FOKUS BANGUN INFRASTRUKTUR, PEMERINTAH LUPA SEJAHTERAKAN NELAYAN TRADISIONAL
Jakarta, April 30, 2015
Jakarta, Villagerspost.com – Pemerintah telah memberlakukan moratorium perizinan usaha perikanan tangkap melalui Permen KP No. 56/PERMEN-KP/2014. Meski begitu, ternyata kondisi nelayan tradisional belum juga membaik kesejahteraannya. Karenanya pemerintah dituntut untuk fokus kepada upaya penyejahteraan nelayan tradisional. Selain itu pemerintah juga dituntut untuk meningkatkan kesejahteraan tenaga kerja perikanan dan petambak garam.
Kesejahteraan petambak garam khususnya, menjadi penting mengingat pemerintah tengah menargetkan untuk mencapai swasembada garam. Upaya mencapai swasembada garam oleh pemerintah harus dilakukan secara menyeluruh tidak hanya peningkatan produksi secara statistik, tetapi menyangkut tata kelola, akses pasar dan peningkatan kesejahteraan petambak garam Indonesia.
Muhammad Sarli, petambak garam yang juga diamanahi sebagai Sekretaris Jenderal Persatuan Petambak Garam Indonesia (PPGI) memaparkan, situasi yang dihadapi oleh petambak garam tidak jauh berbeda dengan kondisi sebelumnya dengan program Pemberdayaan Usaha Garam Rakyat (PUGAR). Mereka tidak diberikan peningkatan kapasitas pengetahuan dalam usaha budidaya garam untuk mencapai standar garam yang dapat diterima dipasarkan, seperti ke industri.

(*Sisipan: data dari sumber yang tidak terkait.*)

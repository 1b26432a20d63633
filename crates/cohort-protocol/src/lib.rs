//! # cohort-protocol
//!
//! Message types exchanged between Cohort servers and clients, the cluster
//! membership vocabulary, and the log entry payloads that flow through
//! both the wire protocol and the storage layer.
//!
//! Messages are plain `serde` structs encoded with `bincode`; the frame
//! module provides the length-prefixed envelope used on TCP connections.

#![warn(missing_docs)]
#![warn(clippy::all)]

/// Client-facing request and response types
pub mod client;
/// Log entry payloads
pub mod entry;
/// Length-prefixed wire framing
pub mod frame;
/// Cluster membership types
pub mod member;
/// Server-to-server request and response types
pub mod raft;

use serde::{Deserialize, Serialize};

pub use client::{ClientRequest, ClientResponse};
pub use entry::{Entry, Indexed, SessionAck};
pub use member::{Configuration, Member, MemberStatus, MemberType};
pub use raft::RaftMessage;

/// The consistency level of a query.
#[derive(Debug, Clone, Copy, PartialEq, Eq, Serialize, Deserialize)]
pub enum Consistency {
    /// The query executes on the leader against committed state, ordered
    /// after the session's own writes, without any leadership re-check.
    Sequential,
    /// The query executes on the leader, which must have heard from a
    /// quorum within the last election-timeout window.
    LinearizableLease,
    /// The query executes on the leader, which confirms leadership with a
    /// round of heartbeats after execution and before responding.
    Linearizable,
}

/// The status of a response.
#[derive(Debug, Clone, Copy, PartialEq, Eq, Serialize, Deserialize)]
pub enum Status {
    /// The request was handled successfully.
    Ok,
    /// The request failed with the given error kind.
    Error(cohort_common::ErrorKind),
}

impl Status {
    /// Returns true if the status is [`Status::Ok`].
    pub fn is_ok(&self) -> bool {
        matches!(self, Status::Ok)
    }

    /// Returns the error kind if the status is an error.
    pub fn error(&self) -> Option<cohort_common::ErrorKind> {
        match self {
            Status::Ok => None,
            Status::Error(kind) => Some(*kind),
        }
    }
}
//! Log entry payloads.
//!
//! Every record in the replicated log is an [`Indexed`] wrapper around an
//! [`Entry`] variant. The variant determines how the state-machine executor
//! treats the record when it is applied; the wrapper carries the index and
//! term assigned at append time.

use bytes::Bytes;
use serde::{Deserialize, Serialize};

use cohort_common::{ConnectionId, LogIndex, SessionId, Term, Timestamp};

use crate::member::Member;

/// A per-session acknowledgement inside a keep-alive entry.
#[derive(Debug, Clone, PartialEq, Eq, Serialize, Deserialize)]
pub struct SessionAck {
    /// The session being kept alive.
    pub session: SessionId,
    /// The highest command sequence for which the client has a response.
    pub command_sequence: u64,
    /// The highest event index the client has received.
    pub event_index: u64,
    /// The connection the session is bound to.
    pub connection: ConnectionId,
}

/// A log entry payload.
#[derive(Debug, Clone, PartialEq, Eq, Serialize, Deserialize)]
pub enum Entry {
    /// Empty marker appended on leader election; forces commitment of
    /// prior-term entries.
    Initialize {
        /// The leader's timestamp at election.
        timestamp: Timestamp,
    },

    /// A cluster membership change. Takes effect when observed in the log,
    /// before commitment.
    Configuration {
        /// When the configuration was created.
        timestamp: Timestamp,
        /// The new member set.
        members: Vec<Member>,
    },

    /// A client session registration. The session's id is the index of
    /// this entry.
    OpenSession {
        /// When the registration was logged.
        timestamp: Timestamp,
        /// The client-supplied name.
        client: String,
        /// The session timeout in milliseconds.
        timeout: u64,
    },

    /// Batched session liveness and acknowledgement.
    KeepAlive {
        /// When the keep-alive was logged.
        timestamp: Timestamp,
        /// Acknowledgements, one per session.
        sessions: Vec<SessionAck>,
    },

    /// Explicit session termination.
    CloseSession {
        /// When the close was logged.
        timestamp: Timestamp,
        /// The session to close.
        session: SessionId,
        /// True when the leader closed the session after detecting
        /// expiration rather than at the client's request.
        expired: bool,
    },

    /// A mutating client operation.
    Command {
        /// When the command was logged.
        timestamp: Timestamp,
        /// The submitting session.
        session: SessionId,
        /// The session-scoped command sequence number.
        sequence: u64,
        /// The opaque operation payload.
        payload: Bytes,
    },

    /// A read-only client operation. Logged only when the consistency
    /// level requires a log round-trip.
    Query {
        /// When the query was logged.
        timestamp: Timestamp,
        /// The submitting session.
        session: SessionId,
        /// The session-scoped query sequence number.
        sequence: u64,
        /// The opaque operation payload.
        payload: Bytes,
    },

    /// Session introspection; applies without replicating side effects.
    Metadata {
        /// When the request was logged.
        timestamp: Timestamp,
        /// The requesting session.
        session: SessionId,
    },
}

impl Entry {
    /// Returns the stable storage type code of this entry.
    pub fn type_code(&self) -> u8 {
        match self {
            Entry::Initialize { .. } => 1,
            Entry::Configuration { .. } => 2,
            Entry::OpenSession { .. } => 3,
            Entry::KeepAlive { .. } => 4,
            Entry::CloseSession { .. } => 5,
            Entry::Command { .. } => 6,
            Entry::Query { .. } => 7,
            Entry::Metadata { .. } => 8,
        }
    }

    /// Returns the timestamp recorded in this entry.
    pub fn timestamp(&self) -> Timestamp {
        match self {
            Entry::Initialize { timestamp }
            | Entry::Configuration { timestamp, .. }
            | Entry::OpenSession { timestamp, .. }
            | Entry::KeepAlive { timestamp, .. }
            | Entry::CloseSession { timestamp, .. }
            | Entry::Command { timestamp, .. }
            | Entry::Query { timestamp, .. }
            | Entry::Metadata { timestamp, .. } => *timestamp,
        }
    }
}

/// An entry with its assigned position in the log.
#[derive(Debug, Clone, PartialEq, Eq, Serialize, Deserialize)]
pub struct Indexed<T = Entry> {
    /// The entry's log index.
    pub index: LogIndex,
    /// The leader's term when the entry was appended.
    pub term: Term,
    /// The entry payload.
    pub entry: T,
}

impl<T> Indexed<T> {
    /// Creates a new indexed entry.
    pub fn new(index: LogIndex, term: Term, entry: T) -> Self {
        Self { index, term, entry }
    }
}

#[cfg(test)]
mod tests {
    use super::*;

    #[test]
    fn test_type_codes_distinct() {
        let entries = [
            Entry::Initialize { timestamp: 0 },
            Entry::Configuration {
                timestamp: 0,
                members: Vec::new(),
            },
            Entry::OpenSession {
                timestamp: 0,
                client: "c".into(),
                timeout: 1000,
            },
            Entry::KeepAlive {
                timestamp: 0,
                sessions: Vec::new(),
            },
            Entry::CloseSession {
                timestamp: 0,
                session: 1,
                expired: false,
            },
            Entry::Command {
                timestamp: 0,
                session: 1,
                sequence: 1,
                payload: Bytes::new(),
            },
            Entry::Query {
                timestamp: 0,
                session: 1,
                sequence: 1,
                payload: Bytes::new(),
            },
            Entry::Metadata {
                timestamp: 0,
                session: 1,
            },
        ];

        let mut codes: Vec<u8> = entries.iter().map(|e| e.type_code()).collect();
        codes.sort_unstable();
        codes.dedup();
        assert_eq!(codes.len(), entries.len());
    }

    #[test]
    fn test_timestamp_accessor() {
        let entry = Entry::Command {
            timestamp: 42,
            session: 3,
            sequence: 1,
            payload: Bytes::from("op"),
        };
        assert_eq!(entry.timestamp(), 42);
    }

    #[test]
    fn test_serialization_round_trip() {
        let indexed = Indexed::new(
            7,
            2,
            Entry::OpenSession {
                timestamp: 100,
                client: "client-1".into(),
                timeout: 5000,
            },
        );

        let bytes = bincode::serialize(&indexed).unwrap();
        let decoded: Indexed = bincode::deserialize(&bytes).unwrap();
        assert_eq!(indexed, decoded);
    }
}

“Pemerintahan baru tidak menyelesaikan akar masalah, yaitu akses pasar, tata kelola garam nasional seperti jalur koordinasi lintas kementerian antara Kementerian Kelautan Dan Perikanan, Kementerian Perdagangan, Kementerian Perindustrian,” kata Sarli dalam siaran pers yang diterima Villagerspost.com, Kamis (30/4).
Semantara itu Kepala Riset Pusat Kajian Pelayanan Pemberdayaan Masyarakat (PKP2M) Suhana mengatakan, pasca ditetapkannya moratorium, terjadi penurunan kapal asing pelaku pencurian ikan dan jumlah komoditas ekspor di sisi lain industri pengolahan dalam negeri meningkat. Tetapi nilai tukar nelayan sebagai tolok ukur kemampuan ekonomi suatu nelayan lebih buruk dalam 5 tahun terakhir ditambah lagi adanya kenaikan harga BBM menurunkan NTN.

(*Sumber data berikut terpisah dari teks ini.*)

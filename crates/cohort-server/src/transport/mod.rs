//! Server-to-server transport.
//!
//! The transport moves [`RaftMessage`]s between members. Two
//! implementations are provided: [`MemoryTransport`] connects servers
//! through in-process channels for tests, and [`TcpTransport`] frames
//! messages over TCP for deployments.

mod memory;
mod tcp;

pub use memory::{MemoryNetwork, MemoryTransport};
pub use tcp::TcpTransport;

use std::future::Future;
use std::pin::Pin;

use thiserror::Error;

use cohort_common::MemberId;
use cohort_protocol::raft::RaftMessage;

/// Errors from transport operations.
#[derive(Debug, Error)]
pub enum TransportError {
    /// The target member has no known address or channel.
    #[error("unknown member: {0}")]
    UnknownMember(MemberId),

    /// The transport is closed.
    #[error("transport closed")]
    Closed,

    /// Message framing failed.
    #[error("codec error: {0}")]
    Codec(String),

    /// An underlying I/O failure.
    #[error("io error: {0}")]
    Io(#[from] std::io::Error),
}

/// Result type for transport operations.
pub type TransportResult<T> = Result<T, TransportError>;

/// A message received from a peer.
#[derive(Debug, Clone)]
pub struct IncomingMessage {
    /// The sending member.
    pub from: MemberId,
    /// The message.
    pub message: RaftMessage,
}

/// Abstract transport between cluster members.
pub trait Transport: Send + Sync + 'static {
    /// Queues a message for delivery to a member. Fire-and-forget:
    /// delivery failures surface as missing responses, which the
    /// protocol already tolerates.
    fn send(&self, to: MemberId, message: RaftMessage) -> TransportResult<()>;

    /// Receives the next incoming message; `None` once closed.
    fn recv(&self) -> Pin<Box<dyn Future<Output = Option<IncomingMessage>> + Send + '_>>;

    /// Returns the local member id.
    fn local_id(&self) -> MemberId;

    /// Closes the transport.
    fn close(&self);
}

Pemerintah, kata Suhana, dalam menetapkan suatu kebijakan terkesan tidak ada antisipasi atas dampak yang terjadi. Kondisi ekonomi saat ini, produksi nelayan saat ini berada titik impas tanpa ada keuntungan dan dengan kebijakan yang muncul dampak yang perlu diantisipasi oleh pemerintah adalah pengangguran yang dapat terjadi.
Untuk itu Suhana mendorong pemerintah untuk memperkuat organisasi dan koperasi nelayan. “Karena nanti nikmat suplai ikan yang tinggi dapat dinikmati oleh negara Indonesia serta memperbaiki tata kelola berdasarkan data yang valid mengenai stok ikan yang akan menentukan jumlah ikan yang dapat ditangkap, kapal yang diperbolehkan beroperasi dan antisipasi dampak kebijakan yang lebih baik,” ujarnya.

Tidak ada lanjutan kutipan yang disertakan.